China’s status within the
prevailing global order has sparked one of the most contested debates in
international affairs. For some, it evokes their worst fears over a rising
revisionist power; for others it creates inflated expectations over what the
Chinese leadership is willing to commit to within the global arena.
The tendency
to exaggerate Chinese global influence is, in part, a reflection of the difficulties involved in gauging
the extent to which China’s external commitments are driven by domestic
political imperatives. China’s international behaviour is also often defined in
relation to the United States, thus creating an image of a superpower in
waiting that underestimates the complex realities of China’s expanding
influence in the world. For some commentators, China’s rising international
status presages the eclipse of a Western-dominated liberal order. In reality,
China’s position within an emerging global order that is both inclusive and
legitimate has yet to be clearly defined.
Existing
accounts of China’s role in order building suggest three divergent approaches
based upon opportunism, ambivalence and accommodation. The opportunistic
approach is centrally focused upon material preponderance, rising nationalism
and a strategic posture that seeks to achieve China’s rightful status as a
powerful nation.
Ambivalence
is most keenly expressed in China’s defensive approach towards global
leadership and an inherent sense of historical entitlement that places
nation-building before the obligation to deliver global public goods. This
ambivalence also includes a continuing emphasis on reforming global
institutions to simply accord with national interests.
Proponents
of an accommodationist approach highlight Chinese efforts to seek social
prestige by gradually increasing international commitments; taking
responsibility across a wider spectrum of functional areas of cooperation; and
enhancing China’s contributions to international peace, security and
development in accordance with its perceived ranking in the global power
hierarchy.
All three
approaches are visible in practice, making it difficult to discern a clear
position on the part of the Chinese leadership. Under the Xi Jinping
administration it is possible to distinguish a new approach aimed at
centralising China’s role in global order building. This involves placing China
at the centre of new and existing institutions, promoting Chinese ideas and
experiences, and advocating a new type of international relations with
explicitly Chinese characteristics.
Three trends
in contemporary Chinese foreign policy support this new, centralising approach.
The first is
China’s strategic reorientation. China’s overriding concern lies with the
post-WWII US-led alliance system, which is primarily seen as a bulwark against
the advancement of Chinese strategic interests. Chinese military and defence
elites no longer tolerate the status quo. China’s strategic posture is now
delineated on the basis of geopolitical imperatives that aim to place China at
the centre of an East–West axis in both continental and maritime domains.

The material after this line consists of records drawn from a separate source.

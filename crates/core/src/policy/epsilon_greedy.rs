//! Value-based strategy: epsilon-greedy over per-arm reward estimates.
//!
//! Estimates are kept as vectors `(delivery, energy)` and only scalarized
//! with the reward weights when choosing the greedy arm.

use rand::rngs::StdRng;
use rand::Rng;
use serde::{Deserialize, Serialize};
use tracing::{debug, warn};

use super::{check_action, Policy, PolicySnapshot};
use crate::catalog::ActionId;
use crate::error::{CoreError, Result};
use crate::reward::{Reward, RewardWeights};

#[derive(Debug, Clone, PartialEq, Serialize, Deserialize)]
#[serde(default)]
pub struct EpsilonGreedyConfig {
    /// Probability of a uniform exploratory draw
    pub epsilon: f64,
    /// Constant step size; `None` means sample averages
    pub step_size: Option<f64>,
}

impl Default for EpsilonGreedyConfig {
    fn default() -> Self {
        Self {
            epsilon: 0.1,
            step_size: None,
        }
    }
}

#[derive(Debug, Clone, Copy, Default, PartialEq)]
struct ArmValue {
    delivery: f64,
    energy: f64,
    count: u64,
}

#[derive(Debug)]
pub struct EpsilonGreedyPolicy {
    config: EpsilonGreedyConfig,
    weights: RewardWeights,
    values: Vec<ArmValue>,
    updates: u64,
    rng: StdRng,
}

impl EpsilonGreedyPolicy {
    pub fn new(
        arms: usize,
        config: EpsilonGreedyConfig,
        weights: RewardWeights,
        rng: StdRng,
    ) -> Result<Self> {
        if arms == 0 {
            return Err(CoreError::InvalidConfig(
                "epsilon-greedy needs at least one arm".into(),
            ));
        }
        if !(0.0..=1.0).contains(&config.epsilon) {
            return Err(CoreError::InvalidConfig(format!(
                "epsilon must lie in [0, 1], got {}",
                config.epsilon
            )));
        }
        if let Some(step) = config.step_size {
            if !(step > 0.0 && step <= 1.0) {
                return Err(CoreError::InvalidConfig(format!(
                    "step size must lie in (0, 1], got {}",
                    step
                )));
            }
        }

        Ok(Self {
            config,
            weights,
            values: vec![ArmValue::default(); arms],
            updates: 0,
            rng,
        })
    }

    /// Scalarized value estimate per arm.
    pub fn values(&self) -> Vec<f64> {
        self.values
            .iter()
            .map(|v| self.weights.scalarize(v.delivery, v.energy))
            .collect()
    }

    /// Arms sharing the best estimate. Untried arms win over tried ones.
    fn greedy_set(&self) -> Vec<usize> {
        let untried: Vec<usize> = self
            .values
            .iter()
            .enumerate()
            .filter(|(_, v)| v.count == 0)
            .map(|(i, _)| i)
            .collect();
        if !untried.is_empty() {
            return untried;
        }

        let values = self.values();
        let best = values.iter().copied().fold(f64::NEG_INFINITY, f64::max);
        values
            .iter()
            .enumerate()
            .filter(|(_, v)| **v >= best)
            .map(|(i, _)| i)
            .collect()
    }

    fn clamp_components(reward: &Reward) -> (f64, f64) {
        let delivery = if reward.delivery.is_nan() { 0.0 } else { reward.delivery.clamp(0.0, 1.0) };
        let energy = if reward.energy.is_nan() { 0.0 } else { reward.energy.max(0.0) };
        if delivery != reward.delivery || energy != reward.energy {
            warn!(
                delivery = reward.delivery,
                energy = reward.energy,
                "reward components outside expected range, clamped"
            );
        }
        (delivery, energy)
    }
}

impl Policy for EpsilonGreedyPolicy {
    fn arms(&self) -> usize {
        self.values.len()
    }

    fn select_action(&mut self) -> ActionId {
        let idx = if self.rng.gen::<f64>() < self.config.epsilon {
            self.rng.gen_range(0..self.values.len())
        } else {
            let greedy = self.greedy_set();
            greedy[self.rng.gen_range(0..greedy.len())]
        };
        ActionId(idx as u32)
    }

    fn update(&mut self, action: ActionId, reward: &Reward) -> Result<()> {
        let idx = check_action(action, self.arms())?;
        if reward.neutral {
            self.updates += 1;
            debug!(action = %action, "neutral reward, estimates unchanged");
            return Ok(());
        }
        let (delivery, energy) = Self::clamp_components(reward);

        let v = &mut self.values[idx];
        v.count += 1;
        let step = self.config.step_size.unwrap_or(1.0 / v.count as f64);
        v.delivery += step * (delivery - v.delivery);
        v.energy += step * (energy - v.energy);
        self.updates += 1;

        debug!(action = %action, delivery, energy, count = v.count, "value update");
        Ok(())
    }

    fn snapshot(&self) -> PolicySnapshot {
        let arms = self.values.len() as f64;
        let greedy = self.greedy_set();
        let share = (1.0 - self.config.epsilon) / greedy.len() as f64;
        let mut probabilities = vec![self.config.epsilon / arms; self.values.len()];
        for i in greedy {
            probabilities[i] += share;
        }

        PolicySnapshot {
            strategy: "epsilon-greedy".to_string(),
            weights: self.values(),
            probabilities,
            updates: self.updates,
        }
    }
}
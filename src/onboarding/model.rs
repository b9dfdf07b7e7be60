//! Roles, role-specific details, and the finished signup profile.

use chrono::{DateTime, Utc};
use serde::{Deserialize, Serialize};

/// The category of user signing up.
///
/// An unselected role is `Option<Role>::None` on the wizard state.
#[derive(Debug, Clone, Copy, PartialEq, Eq, PartialOrd, Ord, Hash, Serialize)]
pub enum Role {
    Customer,
    Driver,
    Operator,
    Staff,
}

impl Role {
    pub const ALL: [Role; 4] = [Role::Customer, Role::Driver, Role::Operator, Role::Staff];

    /// Which shape of details this role produces.
    pub fn kind(&self) -> RoleKind {
        match self {
            Self::Customer => RoleKind::Customer,
            Self::Driver | Self::Operator | Self::Staff => RoleKind::Courier,
        }
    }
}

impl std::fmt::Display for Role {
    fn fmt(&self, f: &mut std::fmt::Formatter<'_>) -> std::fmt::Result {
        let s = match self {
            Self::Customer => "Customer",
            Self::Driver => "Driver",
            Self::Operator => "Operator",
            Self::Staff => "Staff",
        };
        write!(f, "{s}")
    }
}

impl std::str::FromStr for Role {
    type Err = String;

    fn from_str(s: &str) -> Result<Self, Self::Err> {
        match s.trim().to_ascii_lowercase().as_str() {
            "customer" => Ok(Self::Customer),
            "driver" => Ok(Self::Driver),
            "operator" => Ok(Self::Operator),
            "staff" => Ok(Self::Staff),
            other => Err(format!("unknown role: {other:?}")),
        }
    }
}

// Clients send "Customer" as often as "customer".
impl<'de> Deserialize<'de> for Role {
    fn deserialize<D>(deserializer: D) -> Result<Self, D::Error>
    where
        D: serde::Deserializer<'de>,
    {
        let s = String::deserialize(deserializer)?;
        s.parse().map_err(serde::de::Error::custom)
    }
}

/// Detail shape shared by a group of roles.
#[derive(Debug, Clone, Copy, PartialEq, Eq)]
pub enum RoleKind {
    Customer,
    /// Drivers, operators and staff: licence and vehicle details.
    Courier,
}

#[derive(Debug, Clone, Copy, PartialEq, Eq, Serialize)]
pub enum VehicleType {
    Small,
    Medium,
    Big,
}

impl std::fmt::Display for VehicleType {
    fn fmt(&self, f: &mut std::fmt::Formatter<'_>) -> std::fmt::Result {
        let s = match self {
            Self::Small => "Small",
            Self::Medium => "Medium",
            Self::Big => "Big",
        };
        write!(f, "{s}")
    }
}

impl std::str::FromStr for VehicleType {
    type Err = String;

    fn from_str(s: &str) -> Result<Self, Self::Err> {
        match s.trim().to_ascii_lowercase().as_str() {
            "small" => Ok(Self::Small),
            "medium" => Ok(Self::Medium),
            "big" => Ok(Self::Big),
            other => Err(format!("unknown vehicle type: {other:?}")),
        }
    }
}

impl<'de> Deserialize<'de> for VehicleType {
    fn deserialize<D>(deserializer: D) -> Result<Self, D::Error>
    where
        D: serde::Deserializer<'de>,
    {
        let s = String::deserialize(deserializer)?;
        s.parse().map_err(serde::de::Error::custom)
    }
}

/// Opaque handle to an uploaded driving licence photo.
#[derive(Debug, Clone, PartialEq, Eq, Serialize, Deserialize)]
pub struct LicensePhotoRef {
    pub file_name: String,
    #[serde(default, skip_serializing_if = "Option::is_none")]
    pub content_type: Option<String>,
}

impl LicensePhotoRef {
    pub fn new(file_name: impl Into<String>) -> Self {
        Self {
            file_name: file_name.into(),
            content_type: None,
        }
    }

    pub fn with_content_type(mut self, content_type: impl Into<String>) -> Self {
        self.content_type = Some(content_type.into());
        self
    }

    /// Problem with the handle, if any. Only images are accepted.
    pub fn problem(&self) -> Option<&'static str> {
        if self.file_name.trim().is_empty() {
            return Some("file name is empty");
        }
        match self.content_type.as_deref() {
            Some(ct) if !ct.starts_with("image/") => Some("must be an image"),
            _ => None,
        }
    }
}

/// Role-specific part of a finished profile.
#[derive(Debug, Clone, PartialEq, Eq, Serialize, Deserialize)]
#[serde(tag = "kind", rename_all = "snake_case")]
pub enum RoleDetails {
    Customer {
        city: String,
        address: String,
    },
    Courier {
        license_number: String,
        vehicle_type: VehicleType,
        vehicle_info: String,
        license_photo: LicensePhotoRef,
    },
}

/// The finished, validated record handed to the session store.
///
/// Never mutated after the wizard emits it.
#[derive(Debug, Clone, PartialEq, Serialize, Deserialize)]
pub struct Profile {
    pub email: String,
    pub role: Role,
    pub details: RoleDetails,
    pub completed_at: DateTime<Utc>,
}

impl Profile {
    pub fn city(&self) -> Option<&str> {
        match &self.details {
            RoleDetails::Customer { city, .. } => Some(city),
            RoleDetails::Courier { .. } => None,
        }
    }

    pub fn address(&self) -> Option<&str> {
        match &self.details {
            RoleDetails::Customer { address, .. } => Some(address),
            RoleDetails::Courier { .. } => None,
        }
    }

    pub fn license_number(&self) -> Option<&str> {
        match &self.details {
            RoleDetails::Courier { license_number, .. } => Some(license_number),
            RoleDetails::Customer { .. } => None,
        }
    }
}

/// A completed signup that can log in again. Emails are unique ignoring case.
#[derive(Debug, Clone, PartialEq)]
pub struct RegisteredUser {
    pub email: String,
    /// bcrypt hash; the plain password is never stored.
    pub password_hash: String,
    pub profile: Profile,
}

/// Landing screen the client shows for a signed-in profile.
#[derive(Debug, Clone, Copy, PartialEq, Eq, Serialize)]
#[serde(rename_all = "snake_case")]
pub enum Dashboard {
    CustomerHome,
    DriverDashboard,
    OperatorDashboard,
}

impl Dashboard {
    pub fn for_role(role: Role) -> Self {
        match role {
            Role::Customer => Self::CustomerHome,
            Role::Driver => Self::DriverDashboard,
            Role::Operator | Role::Staff => Self::OperatorDashboard,
        }
    }
}

/// Settings keys used for session persistence.
pub mod settings_keys {
    /// Key for the signed-in Profile JSON blob in the settings table.
    pub const SESSION_PROFILE: &str = "session_profile";
    /// Default user ID (one session per device).
    pub const DEFAULT_USER: &str = "default";
}

#[cfg(test)]
mod tests {
    use super::*;

    fn courier_profile() -> Profile {
        Profile {
            email: "d@swift2me.test".to_string(),
            role: Role::Driver,
            details: RoleDetails::Courier {
                license_number: "SC123456".to_string(),
                vehicle_type: VehicleType::Medium,
                vehicle_info: "Ford Transit, AB12 CDE".to_string(),
                license_photo: LicensePhotoRef::new("licence.jpg").with_content_type("image/jpeg"),
            },
            completed_at: Utc::now(),
        }
    }

    #[test]
    fn role_parses_case_insensitively() {
        let r: Role = serde_json::from_str("\"Customer\"").unwrap();
        assert_eq!(r, Role::Customer);
        let r: Role = serde_json::from_str("\"OPERATOR\"").unwrap();
        assert_eq!(r, Role::Operator);
        assert!(serde_json::from_str::<Role>("\"\"").is_err());
        assert!(serde_json::from_str::<Role>("\"admin\"").is_err());
    }

    #[test]
    fn display_matches_serde() {
        for role in Role::ALL {
            let json = serde_json::to_string(&role).unwrap();
            assert_eq!(format!("\"{role}\""), json);
        }
    }

    #[test]
    fn role_is_stored_capitalised() {
        assert_eq!(serde_json::to_string(&Role::Customer).unwrap(), "\"Customer\"");
        assert_eq!(serde_json::to_string(&Role::Staff).unwrap(), "\"Staff\"");
    }

    #[test]
    fn courier_roles_share_a_kind() {
        assert_eq!(Role::Customer.kind(), RoleKind::Customer);
        assert_eq!(Role::Driver.kind(), RoleKind::Courier);
        assert_eq!(Role::Operator.kind(), RoleKind::Courier);
        assert_eq!(Role::Staff.kind(), RoleKind::Courier);
    }

    #[test]
    fn vehicle_type_parses() {
        assert_eq!("medium".parse::<VehicleType>().unwrap(), VehicleType::Medium);
        assert_eq!(
            serde_json::from_str::<VehicleType>("\"Big\"").unwrap(),
            VehicleType::Big
        );
        assert!("truck".parse::<VehicleType>().is_err());
    }

    #[test]
    fn license_photo_must_be_an_image() {
        assert!(LicensePhotoRef::new("a.jpg").problem().is_none());
        assert!(LicensePhotoRef::new("a.png").with_content_type("image/png").problem().is_none());
        assert_eq!(
            LicensePhotoRef::new("a.pdf").with_content_type("application/pdf").problem(),
            Some("must be an image")
        );
        assert_eq!(LicensePhotoRef::new("  ").problem(), Some("file name is empty"));
    }

    #[test]
    fn profile_serde_roundtrip_keeps_details() {
        let profile = courier_profile();
        let json = serde_json::to_value(&profile).unwrap();
        assert_eq!(json["role"], "Driver");
        assert_eq!(json["details"]["kind"], "courier");
        assert_eq!(json["details"]["vehicle_type"], "Medium");

        let parsed: Profile = serde_json::from_value(json).unwrap();
        assert_eq!(parsed, profile);
        assert_eq!(parsed.license_number(), Some("SC123456"));
        assert!(parsed.city().is_none());
    }

    #[test]
    fn dashboard_follows_role() {
        assert_eq!(Dashboard::for_role(Role::Customer), Dashboard::CustomerHome);
        assert_eq!(Dashboard::for_role(Role::Driver), Dashboard::DriverDashboard);
        assert_eq!(Dashboard::for_role(Role::Operator), Dashboard::OperatorDashboard);
        assert_eq!(Dashboard::for_role(Role::Staff), Dashboard::OperatorDashboard);
    }
}
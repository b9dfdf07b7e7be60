//! Configuration types.

use std::collections::BTreeMap;
use std::path::PathBuf;

use serde::Serialize;

use crate::error::ConfigError;
use crate::onboarding::model::Role;
use crate::onboarding::schema::{COURIER_TRACK, CUSTOMER_TRACK, PasswordPolicy, StepKind};

/// Cities a customer can pick at the city step.
pub const DEFAULT_CITIES: [&str; 7] = [
    "Edinburgh",
    "Musselburgh",
    "Dalkeith",
    "Bonnyrigg",
    "Livingston",
    "Bathgate",
    "Linlithgow",
];

/// Constants the wizard consumes: selectable cities, the step track for
/// each role, and which roles get a password strength rule.
#[derive(Debug, Clone, Serialize)]
pub struct WizardConfig {
    pub cities: Vec<String>,
    pub tracks: BTreeMap<Role, Vec<StepKind>>,
    pub password_policies: BTreeMap<Role, PasswordPolicy>,
}

impl Default for WizardConfig {
    fn default() -> Self {
        let mut tracks = BTreeMap::new();
        tracks.insert(Role::Customer, CUSTOMER_TRACK.to_vec());
        for role in [Role::Driver, Role::Operator, Role::Staff] {
            tracks.insert(role, COURIER_TRACK.to_vec());
        }

        // Customers sign up with any non-empty password.
        let mut password_policies = BTreeMap::new();
        for role in [Role::Driver, Role::Operator, Role::Staff] {
            password_policies.insert(role, PasswordPolicy::strong());
        }

        Self {
            cities: DEFAULT_CITIES.iter().map(|c| c.to_string()).collect(),
            tracks,
            password_policies,
        }
    }
}

impl WizardConfig {
    /// Replace the city list.
    pub fn with_cities<I, S>(mut self, cities: I) -> Self
    where
        I: IntoIterator<Item = S>,
        S: Into<String>,
    {
        self.cities = cities.into_iter().map(Into::into).collect();
        self
    }

    /// Steps for `role`. Every role has a track once `validate` passes.
    pub fn track(&self, role: Role) -> &[StepKind] {
        self.tracks.get(&role).map(Vec::as_slice).unwrap_or(&[])
    }

    pub fn password_policy(&self, role: Role) -> Option<&PasswordPolicy> {
        self.password_policies.get(&role)
    }

    pub fn is_known_city(&self, city: &str) -> bool {
        self.cities.iter().any(|c| c == city)
    }

    /// Check that every role has a usable track and at least one city exists.
    pub fn validate(&self) -> Result<(), ConfigError> {
        if self.cities.iter().all(|c| c.trim().is_empty()) {
            return Err(ConfigError::InvalidValue {
                key: "cities".to_string(),
                message: "at least one city is required".to_string(),
            });
        }

        for role in Role::ALL {
            let track = self.track(role);
            if track.first() != Some(&StepKind::Credentials) {
                return Err(ConfigError::InvalidValue {
                    key: format!("tracks.{role}"),
                    message: "track must start with the credentials step".to_string(),
                });
            }
            if track.last() != Some(&StepKind::Consent) {
                return Err(ConfigError::InvalidValue {
                    key: format!("tracks.{role}"),
                    message: "track must end with the consent step".to_string(),
                });
            }
        }
        Ok(())
    }
}

/// HTTP server configuration.
#[derive(Debug, Clone)]
pub struct ServerConfig {
    pub port: u16,
    pub db_path: PathBuf,
    /// Seconds an untouched signup survives before it is swept.
    pub signup_ttl_secs: u32,
    pub wizard: WizardConfig,
}

impl Default for ServerConfig {
    fn default() -> Self {
        Self {
            port: 8080,
            db_path: PathBuf::from("./data/swift2me.db"),
            signup_ttl_secs: 30 * 60,
            wizard: WizardConfig::default(),
        }
    }
}

impl ServerConfig {
    /// Load from `SWIFT2ME_*` environment variables, falling back to defaults.
    pub fn from_env() -> Result<Self, ConfigError> {
        let defaults = Self::default();

        let port = match std::env::var("SWIFT2ME_PORT") {
            Ok(raw) => raw.trim().parse().map_err(|e| ConfigError::InvalidValue {
                key: "SWIFT2ME_PORT".to_string(),
                message: format!("{e}"),
            })?,
            Err(_) => defaults.port,
        };

        let db_path = std::env::var("SWIFT2ME_DB_PATH")
            .map(PathBuf::from)
            .unwrap_or(defaults.db_path);

        let signup_ttl_secs = match std::env::var("SWIFT2ME_SIGNUP_TTL_SECS") {
            Ok(raw) => match raw.trim().parse::<u32>() {
                Ok(0) => {
                    return Err(ConfigError::InvalidValue {
                        key: "SWIFT2ME_SIGNUP_TTL_SECS".to_string(),
                        message: "must be greater than zero".to_string(),
                    });
                }
                Ok(secs) => secs,
                Err(e) => {
                    return Err(ConfigError::InvalidValue {
                        key: "SWIFT2ME_SIGNUP_TTL_SECS".to_string(),
                        message: format!("{e}"),
                    });
                }
            },
            Err(_) => defaults.signup_ttl_secs,
        };

        let mut wizard = defaults.wizard;
        if let Ok(raw) = std::env::var("SWIFT2ME_CITIES") {
            let cities: Vec<String> = raw
                .split(',')
                .map(|s| s.trim().to_string())
                .filter(|s| !s.is_empty())
                .collect();
            wizard = wizard.with_cities(cities);
        }
        wizard.validate()?;

        Ok(Self {
            port,
            db_path,
            signup_ttl_secs,
            wizard,
        })
    }
}

#[cfg(test)]
mod tests {
    use super::*;

    #[test]
    fn default_config_is_valid() {
        let config = WizardConfig::default();
        config.validate().unwrap();
        assert_eq!(config.cities.len(), 7);
        assert!(config.is_known_city("Edinburgh"));
        assert!(!config.is_known_city("edinburgh"));
    }

    #[test]
    fn server_defaults() {
        let config = ServerConfig::default();
        assert_eq!(config.port, 8080);
        assert_eq!(config.signup_ttl_secs, 1800);
        assert!(config.db_path.ends_with("swift2me.db"));
    }

    #[test]
    fn password_rule_only_for_couriers_by_default() {
        let config = WizardConfig::default();
        assert!(config.password_policy(Role::Customer).is_none());
        for role in [Role::Driver, Role::Operator, Role::Staff] {
            assert_eq!(config.password_policy(role), Some(&PasswordPolicy::strong()));
        }
    }

    #[test]
    fn tracks_follow_role_kind() {
        let config = WizardConfig::default();
        assert_eq!(config.track(Role::Customer), &CUSTOMER_TRACK);
        assert_eq!(config.track(Role::Staff), &COURIER_TRACK);
    }

    #[test]
    fn empty_city_list_is_rejected() {
        let config = WizardConfig::default().with_cities(Vec::<String>::new());
        assert!(matches!(
            config.validate(),
            Err(ConfigError::InvalidValue { key, .. }) if key == "cities"
        ));
    }

    #[test]
    fn track_without_consent_is_rejected() {
        let mut config = WizardConfig::default();
        config
            .tracks
            .insert(Role::Driver, vec![StepKind::Credentials, StepKind::License]);
        let err = config.validate().unwrap_err();
        assert!(err.to_string().contains("tracks.Driver"));
    }

    #[test]
    fn missing_track_is_rejected() {
        let mut config = WizardConfig::default();
        config.tracks.remove(&Role::Staff);
        assert!(config.validate().is_err());
    }
}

China’s commitment to the defence of its periphery is underscored by the One
Belt, One Road and its attempts to consolidate strategic space in the South
China Sea.
The second
trend is China’s leadership in global
governance. At the diplomatic level, Chinese foreign policy
discourse is now replete with references to the importance of a Chinese voice
in global governance. Chinese representation in international institutions is
spreading gradually across the economic, security and legal realms of global
policymaking. Chinese commitments to peacekeeping and development have also
increased exponentially in recent years. The United Nations remains China’s
institutional focal point. But increasingly Chinese policy elites are more actively
engaged in regional fora and informal institutions such as the G20. Chinese
sponsorship of an Asian Infrastructure Investment Bank attests to the
determination of the Xi administration to place China at the centre of reforms
in global economic governance.
The third
trend is China’s emphasis on civilisational revival as a counter-balance to
ideological conflicts. Chinese policy and intellectual elites advocate the idea
of a peaceful coexistence between civilisations based upon a pluralistic
understanding of global political culture. A new civilisational politics aims
to provide a means of overcoming the zero-sum predicament of power politics via
the cultivation of global values linked to modernity. Ideas promoting gong
sheng, the Chinese concept of symbiosis, seek to place cultural fusion
between East and West at the centre of global relations.
What are the
implications for the rules-based liberal order? China seeks to play a central
role in the creation of a more inclusive and equitable global order that is
aligned with its own national interests and worldview. But its new approach
creates a legitimacy dilemma: China’s potential to contribute to the reform of
global institutions and the re-making of international rules and norms requires
social consent. This can only be fully realised if its search for power status
is seen as legitimate in the eyes of other nations.
The Achilles
heel of Chinese foreign policy is political legitimacy. Currently, both
internal and external sources of legitimacy for the Chinese Communist Party
rely upon nationalism and economic performance. Waning external legitimacy is
most evident in the case of China’s provocative stance in the South China Sea,
which threatens to jeopardise its fledgling status as a responsible major
power.
In the
context of current structural power shifts within the international system,
China’s active engagement in global governance is a positive sign of our
collective potential to safeguard international peace and development. Beyond
the parameters of national rejuvenation, if China is to play a central role in
reforming international rules and institutions it will need to engage with the
aspirations of other states and peoples. This raises a fundamental
question: where do individual rights and freedoms fit within the Chinese vision
of a global rules-based order?
Katherine
Morton is Professor in China’s International Relations, School of East Asian
Studies, University of Sheffield.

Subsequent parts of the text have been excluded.